* [Task to complete]
Return verbatim every line from the first line of the data below to the line that contains "this crate's targets;", inclusive, and no further.

------------

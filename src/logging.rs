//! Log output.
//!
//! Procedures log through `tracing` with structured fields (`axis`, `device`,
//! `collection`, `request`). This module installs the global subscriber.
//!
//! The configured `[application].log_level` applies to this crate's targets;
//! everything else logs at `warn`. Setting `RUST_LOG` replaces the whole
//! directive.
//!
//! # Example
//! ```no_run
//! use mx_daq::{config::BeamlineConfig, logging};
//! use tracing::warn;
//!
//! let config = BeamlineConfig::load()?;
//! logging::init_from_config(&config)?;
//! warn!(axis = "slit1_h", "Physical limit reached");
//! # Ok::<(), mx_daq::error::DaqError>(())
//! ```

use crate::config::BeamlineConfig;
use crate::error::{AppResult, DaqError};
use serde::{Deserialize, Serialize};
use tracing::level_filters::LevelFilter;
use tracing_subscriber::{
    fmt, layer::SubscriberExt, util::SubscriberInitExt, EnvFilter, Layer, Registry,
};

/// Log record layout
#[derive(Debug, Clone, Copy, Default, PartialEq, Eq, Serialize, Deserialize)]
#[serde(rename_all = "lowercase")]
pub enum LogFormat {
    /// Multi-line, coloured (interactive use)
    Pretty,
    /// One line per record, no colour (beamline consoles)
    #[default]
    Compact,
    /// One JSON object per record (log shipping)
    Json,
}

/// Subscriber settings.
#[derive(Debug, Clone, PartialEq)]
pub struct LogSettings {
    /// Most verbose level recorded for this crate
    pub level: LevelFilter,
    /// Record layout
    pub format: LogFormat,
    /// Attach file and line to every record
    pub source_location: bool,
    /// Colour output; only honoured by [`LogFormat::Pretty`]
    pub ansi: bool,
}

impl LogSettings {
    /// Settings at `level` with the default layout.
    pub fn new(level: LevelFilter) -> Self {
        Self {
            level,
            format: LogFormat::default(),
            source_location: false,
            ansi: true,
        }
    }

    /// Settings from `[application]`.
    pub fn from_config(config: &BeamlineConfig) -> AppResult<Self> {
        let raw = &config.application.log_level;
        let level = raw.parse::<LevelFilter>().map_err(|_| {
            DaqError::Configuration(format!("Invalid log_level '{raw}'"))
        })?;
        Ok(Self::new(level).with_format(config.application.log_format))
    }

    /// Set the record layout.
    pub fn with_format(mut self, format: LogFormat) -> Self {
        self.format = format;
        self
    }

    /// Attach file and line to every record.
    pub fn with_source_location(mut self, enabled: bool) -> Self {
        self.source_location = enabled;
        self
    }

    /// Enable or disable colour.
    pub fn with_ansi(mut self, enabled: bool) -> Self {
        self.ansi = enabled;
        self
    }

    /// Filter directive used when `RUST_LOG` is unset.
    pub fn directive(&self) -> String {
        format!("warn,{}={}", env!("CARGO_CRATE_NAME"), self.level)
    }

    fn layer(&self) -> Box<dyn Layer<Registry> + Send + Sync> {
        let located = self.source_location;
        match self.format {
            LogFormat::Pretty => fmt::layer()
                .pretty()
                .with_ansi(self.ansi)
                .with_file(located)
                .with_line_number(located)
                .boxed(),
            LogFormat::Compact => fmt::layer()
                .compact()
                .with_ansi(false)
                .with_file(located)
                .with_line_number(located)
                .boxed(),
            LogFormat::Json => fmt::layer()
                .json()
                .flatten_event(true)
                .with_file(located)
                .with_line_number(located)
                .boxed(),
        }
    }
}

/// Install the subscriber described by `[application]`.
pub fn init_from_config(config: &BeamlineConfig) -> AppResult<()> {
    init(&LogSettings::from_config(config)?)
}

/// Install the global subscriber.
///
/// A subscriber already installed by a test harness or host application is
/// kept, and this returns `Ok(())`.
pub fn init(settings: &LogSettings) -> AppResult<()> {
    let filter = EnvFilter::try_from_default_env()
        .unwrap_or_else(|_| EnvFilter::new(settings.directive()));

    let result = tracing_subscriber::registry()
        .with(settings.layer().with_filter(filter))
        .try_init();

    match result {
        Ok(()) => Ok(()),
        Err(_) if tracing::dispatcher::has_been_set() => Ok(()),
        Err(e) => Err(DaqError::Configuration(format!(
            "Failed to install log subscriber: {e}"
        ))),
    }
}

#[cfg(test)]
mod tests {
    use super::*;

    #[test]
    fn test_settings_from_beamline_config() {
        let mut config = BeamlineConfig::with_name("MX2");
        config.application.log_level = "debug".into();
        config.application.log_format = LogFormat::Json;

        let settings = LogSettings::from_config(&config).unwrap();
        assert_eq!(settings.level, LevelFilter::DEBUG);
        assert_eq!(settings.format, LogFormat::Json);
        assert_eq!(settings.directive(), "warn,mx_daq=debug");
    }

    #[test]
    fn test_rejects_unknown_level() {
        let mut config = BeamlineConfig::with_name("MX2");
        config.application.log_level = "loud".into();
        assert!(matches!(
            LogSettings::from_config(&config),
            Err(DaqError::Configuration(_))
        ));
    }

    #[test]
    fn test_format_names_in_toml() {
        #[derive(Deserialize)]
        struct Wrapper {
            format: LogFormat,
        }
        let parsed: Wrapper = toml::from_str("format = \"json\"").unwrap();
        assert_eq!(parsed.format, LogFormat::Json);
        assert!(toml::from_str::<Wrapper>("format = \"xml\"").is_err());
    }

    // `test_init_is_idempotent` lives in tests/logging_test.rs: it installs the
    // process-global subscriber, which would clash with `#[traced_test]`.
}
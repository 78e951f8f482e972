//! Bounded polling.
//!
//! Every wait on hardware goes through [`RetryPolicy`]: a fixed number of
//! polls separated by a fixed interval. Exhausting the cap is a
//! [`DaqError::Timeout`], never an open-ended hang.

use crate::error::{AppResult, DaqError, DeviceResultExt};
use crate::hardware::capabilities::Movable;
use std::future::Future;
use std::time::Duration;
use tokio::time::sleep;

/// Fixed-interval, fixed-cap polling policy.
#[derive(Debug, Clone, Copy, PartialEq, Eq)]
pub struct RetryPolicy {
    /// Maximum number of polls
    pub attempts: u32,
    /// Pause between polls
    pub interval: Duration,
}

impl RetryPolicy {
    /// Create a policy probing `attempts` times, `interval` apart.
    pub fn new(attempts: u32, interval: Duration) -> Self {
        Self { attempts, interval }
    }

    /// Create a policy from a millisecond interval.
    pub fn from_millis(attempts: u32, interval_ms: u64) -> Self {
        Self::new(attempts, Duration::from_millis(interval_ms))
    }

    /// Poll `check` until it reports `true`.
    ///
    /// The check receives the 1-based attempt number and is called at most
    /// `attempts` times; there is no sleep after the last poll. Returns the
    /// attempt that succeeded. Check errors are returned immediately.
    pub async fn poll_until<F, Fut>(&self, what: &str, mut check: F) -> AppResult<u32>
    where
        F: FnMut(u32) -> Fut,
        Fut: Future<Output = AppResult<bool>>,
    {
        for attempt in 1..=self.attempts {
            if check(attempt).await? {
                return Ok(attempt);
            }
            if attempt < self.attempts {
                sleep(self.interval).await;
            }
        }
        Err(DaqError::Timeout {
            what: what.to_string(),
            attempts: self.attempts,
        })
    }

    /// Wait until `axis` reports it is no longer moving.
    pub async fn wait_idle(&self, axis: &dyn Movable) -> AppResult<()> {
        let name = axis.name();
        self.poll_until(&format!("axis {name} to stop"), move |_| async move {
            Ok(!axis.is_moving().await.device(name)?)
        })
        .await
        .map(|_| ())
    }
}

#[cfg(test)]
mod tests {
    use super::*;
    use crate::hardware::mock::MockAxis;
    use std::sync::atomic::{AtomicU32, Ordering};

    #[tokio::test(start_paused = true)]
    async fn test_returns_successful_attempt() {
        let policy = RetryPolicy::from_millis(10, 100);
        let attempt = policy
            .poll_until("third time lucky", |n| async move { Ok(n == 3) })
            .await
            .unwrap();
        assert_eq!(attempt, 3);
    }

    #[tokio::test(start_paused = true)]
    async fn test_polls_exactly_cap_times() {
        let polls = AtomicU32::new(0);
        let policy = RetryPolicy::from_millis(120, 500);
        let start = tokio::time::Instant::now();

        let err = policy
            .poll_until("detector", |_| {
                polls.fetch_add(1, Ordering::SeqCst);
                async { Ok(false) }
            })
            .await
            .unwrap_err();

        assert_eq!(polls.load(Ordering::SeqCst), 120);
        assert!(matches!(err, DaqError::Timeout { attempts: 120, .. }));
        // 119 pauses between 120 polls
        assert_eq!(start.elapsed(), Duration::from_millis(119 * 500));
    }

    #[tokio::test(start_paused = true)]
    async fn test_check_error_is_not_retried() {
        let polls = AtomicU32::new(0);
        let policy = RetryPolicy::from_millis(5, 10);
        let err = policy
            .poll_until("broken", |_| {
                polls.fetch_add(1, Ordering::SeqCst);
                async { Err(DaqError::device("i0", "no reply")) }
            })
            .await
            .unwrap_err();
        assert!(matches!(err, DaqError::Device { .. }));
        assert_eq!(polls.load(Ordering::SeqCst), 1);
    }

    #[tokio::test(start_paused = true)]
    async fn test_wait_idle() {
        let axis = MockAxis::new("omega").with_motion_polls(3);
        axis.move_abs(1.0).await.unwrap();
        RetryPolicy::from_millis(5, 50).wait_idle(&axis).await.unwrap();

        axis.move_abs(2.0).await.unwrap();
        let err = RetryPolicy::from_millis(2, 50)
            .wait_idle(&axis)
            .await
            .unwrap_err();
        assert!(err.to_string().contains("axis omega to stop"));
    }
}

------------

* [Output of the task]
filename src/logging.rs
//! Log output.
//!
//! Procedures log through `tracing` with structured fields (`axis`, `device`,
//! `collection`, `request`). This module installs the global subscriber.
//!
//! The configured `[application].log_level` applies to this crate's targets;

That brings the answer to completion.